Je hurlai : « Vous l’aviez ! Vous l’aviez dans votre bureau depuis le début et vous m’avez fait répéter et répéter cette putain d’histoire…»

Les mots me manquaient. J’oubliai Louise et son déguisement de commando, j’oubliai Sherman le blindé androïde, j’oubliai tout sauf le paralyseur que Louise m’avait volé cette nuit et qu’elle sortait à présent d’un tiroir du bureau de Mayer.


« Ne sois pas stupide, Bill, dit-elle. C’en est un autre. Celui-là n’est même pas noirci. Jette un œil toi-même. » Elle me le lança.

Je l’examinai. Elle avait raison. Celui-ci était intact. Je le retournai entre mes mains, remarquai la position de la détente et d’un petit interrupteur sur le côté. Je me rendis soudain compte que je détenais une arme redoutable. Je levai les yeux vers Louise et un paralyseur se matérialisa dans sa main, braqué droit sur mon front. À un moment, il était dans l’étui sur sa hanche, et l’instant d’après dans sa main.

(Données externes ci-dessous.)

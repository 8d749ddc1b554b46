//! Document sources.
//!
//! The indexer and the search highlighter only talk to documents through the
//! `DocumentSource` trait. `FolderSource` is the implementation used by the
//! CLI: a single flat directory of notes matching one glob pattern.
//!
//! ## Implementing a New Source
//!
//! A source must be able to enumerate its documents with their timestamps and
//! re-read a single document by file name. Anything beyond that (creating,
//! editing or deleting notes) happens outside the core.

use crate::error::{JotError, Result};
use crate::types::Timestamp;
use glob::{MatchOptions, Pattern};
use std::fs;
use std::io;
use std::path::{Path, PathBuf};
use tracing::{debug, warn};

/// A document as delivered by a source.
#[derive(Debug, Clone, PartialEq, Eq)]
pub struct SourceDocument {
    /// Name unique within the source (e.g., "2024-03-01-standup.md")
    pub file_name: String,

    /// Full text
    pub content: String,

    /// Creation time
    pub created: Timestamp,

    /// Last modification time
    pub modified: Timestamp,
}

/// Abstract provider of documents to index.
pub trait DocumentSource: Send + Sync {
    /// Folder recorded in the index so documents can be re-read at search time
    fn root(&self) -> &Path;

    /// Enumerate every readable document, sorted by file name.
    ///
    /// Entries that cannot be read are logged and left out.
    fn list_documents(&self) -> Result<Vec<SourceDocument>>;

    /// Re-read one document's content.
    ///
    /// Fails with `JotError::DocumentAccess` if the document is gone or
    /// unreadable.
    fn read_document(&self, file_name: &str) -> Result<String>;
}

/// Notes stored as files directly inside one directory.
#[derive(Debug, Clone)]
pub struct FolderSource {
    root: PathBuf,
    pattern: Pattern,
}

impl FolderSource {
    /// Default pattern for note files
    pub const DEFAULT_PATTERN: &'static str = "*.md";

    /// Create a source over `root` selecting files that match `pattern`.
    ///
    /// The pattern applies to file names only; subdirectories are not
    /// visited.
    pub fn new(root: impl AsRef<Path>, pattern: &str) -> Result<Self> {
        let pattern = Pattern::new(pattern).map_err(|e| JotError::ConfigError {
            reason: format!("invalid document pattern {:?}: {}", pattern, e),
        })?;
        Ok(FolderSource {
            root: root.as_ref().to_path_buf(),
            pattern,
        })
    }

    /// Create a source for Markdown notes
    pub fn markdown(root: impl AsRef<Path>) -> Result<Self> {
        Self::new(root, Self::DEFAULT_PATTERN)
    }

    fn matches(&self, file_name: &str) -> bool {
        let options = MatchOptions {
            case_sensitive: false,
            require_literal_separator: true,
            require_literal_leading_dot: true,
        };
        self.pattern.matches_with(file_name, options)
    }

    fn resolve(&self, file_name: &str) -> Option<PathBuf> {
        let relative = Path::new(file_name);
        // Only bare names are valid; anything else would escape the folder.
        if relative.components().count() != 1 || relative.file_name().is_none() {
            return None;
        }
        Some(self.root.join(relative))
    }
}

impl DocumentSource for FolderSource {
    fn root(&self) -> &Path {
        &self.root
    }

    fn list_documents(&self) -> Result<Vec<SourceDocument>> {
        let entries = fs::read_dir(&self.root)
            .map_err(|e| JotError::storage("list documents", &self.root, e))?;

        let mut documents = Vec::new();
        for entry in entries {
            let entry = entry?;
            let file_name = match entry.file_name().into_string() {
                Ok(name) => name,
                Err(name) => {
                    warn!(name = ?name, "Skipping file with non UTF-8 name");
                    continue;
                }
            };

            if !self.matches(&file_name) {
                continue;
            }

            let metadata = match fs::metadata(entry.path()) {
                Ok(metadata) => metadata,
                Err(e) => {
                    warn!(file = %file_name, error = %e, "Skipping unreadable entry");
                    continue;
                }
            };
            if !metadata.is_file() {
                continue;
            }

            let bytes = match fs::read(entry.path()) {
                Ok(bytes) => bytes,
                Err(e) => {
                    warn!(file = %file_name, error = %e, "Skipping unreadable note");
                    continue;
                }
            };

            let modified = match metadata.modified() {
                Ok(modified) => modified,
                Err(e) => {
                    warn!(file = %file_name, error = %e, "Skipping note without modification time");
                    continue;
                }
            };
            // Some filesystems do not record birth time.
            let created = metadata.created().unwrap_or(modified);

            documents.push(SourceDocument {
                file_name,
                content: decode(bytes),
                created: Timestamp::from_system_time(created),
                modified: Timestamp::from_system_time(modified),
            });
        }

        documents.sort_by(|a, b| a.file_name.cmp(&b.file_name));
        debug!(root = %self.root.display(), count = documents.len(), "Documents listed");
        Ok(documents)
    }

    fn read_document(&self, file_name: &str) -> Result<String> {
        let path = self.resolve(file_name).ok_or_else(|| JotError::DocumentAccess {
            file_name: file_name.to_string(),
            source: io::Error::new(io::ErrorKind::InvalidInput, "not a plain file name"),
        })?;
        if !self.matches(file_name) {
            return Err(JotError::DocumentAccess {
                file_name: file_name.to_string(),
                source: io::Error::new(io::ErrorKind::NotFound, "not matched by the note pattern"),
            });
        }

        let bytes = fs::read(&path).map_err(|e| JotError::DocumentAccess {
            file_name: file_name.to_string(),
            source: e,
        })?;
        Ok(decode(bytes))
    }
}

/// Note text; invalid UTF-8 sequences become U+FFFD.
fn decode(bytes: Vec<u8>) -> String {
    match String::from_utf8(bytes) {
        Ok(text) => text,
        Err(e) => String::from_utf8_lossy(e.as_bytes()).into_owned(),
    }
}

« Tu ne me tirerais quand même pas dessus, Louise, non ? »

Elle me regarda d’un drôle d’air, me fit un drôle de sourire, et l’arme était de retour dans sa gaine. Cette fois, j’avais entendu comme un froissement, mais je ne l’avais toujours pas vue faire.

« Tu as raison », dit-elle, et elle se retourna : « Sherman, s’il tente de faire l’idiot, tire, mais sans tuer.

— D’accord. »

Autant pour l’amour éternel. Et je n’étais pas idiot : je déposai le paralyseur sur les décombres du bureau de Mayer et regagnai mon siège. Louise se rasseyait déjà, mais j’étais personnellement trop agité pour m’asseoir.

Louise avait posé les coudes sur les bras du fauteuil et se massait le front du bout des doigts. Elle semblait très lasse. Quand elle parla, ce fut sans lever les yeux.

« Sherman, il y a quelque chose qui cloche avec ce paralyseur. Veux-tu y jeter un œil ? »

Le robot le ramassa, le retourna entre ses mains, puis, par une manipulation mystérieuse, le fit s’ouvrir en deux. Il n’y avait rien à l’intérieur : une coque de plastique vide.

« Je trouvais bien qu’il avait l’air léger », observa-t-elle lorsqu’il le lui montra. Elle regarda Mayer. « Docteur Mayer, je veux savoir…

— J’aime mieux qu’on ne m’appelle pas docteur…

— Docteur Mayer », répéta Louise, à dessein, « ce paralyseur m’appartient. Il a été perdu par l’un des nôtres. J’aimerais savoir où vous l’avez trouvé.

— Où l’avez-vous perdu ?

— C’est moi qui pose les questions, ici.

— Et peut-être que moi je n’y réponds pas. »

Soupir de Louise. « Épargnez-nous les répliques mélodramatiques, voulez-vous, docteur ?

— C’est valable des deux côtés », dit Mayer. Je le regardai de nouveau. Extérieurement, il était calme, mais je voyais bien à présent qu’en réalité il fulminait. Je suppose que j’aurais été comme lui si l’on avait tout juste bousillé mon bureau. D’un autre côté, il y avait Sherman et je trouvais que Mayer jouait un jeu fort dangereux.

« J’ai perdu le paralyseur il y a une semaine environ, dit Louise, en 1955.

— Et moi je l’ai trouvé il y a trente ans. En 1955 également. »

Louise regarda Sherman.

« Je pense qu’il ment », dit le robot. Louise acquiesça, mais lui fit signe de s’approcher de Mayer. Lorsqu’il obtempéra, Mayer perdit une partie de sa contenance.

« Vous allez me torturer ?

— Tout dépend du degré de mélodrame que vous recherchez. »

Mayer recula involontairement lorsque Sherman lui saisit le bras. Le robot lui enserra le poignet avec sa grosse patte métallique puis attendit, simplement, sans bouger.

« L’avez-vous découvert vous-même ? demanda Louise.

— Oui », dit Mayer. Sherman hocha la tête.

« Qui l’a trouvé ? »

Mayer baissa les yeux sur la main de Sherman – moi aussi, et j’aurais juré que la même pensée nous vint en même temps : un polygraphe. Ou son équivalent de l’avenir lointain qui, j’étais prêt à le parier, surpassait celui auquel j’avais été soumis naguère.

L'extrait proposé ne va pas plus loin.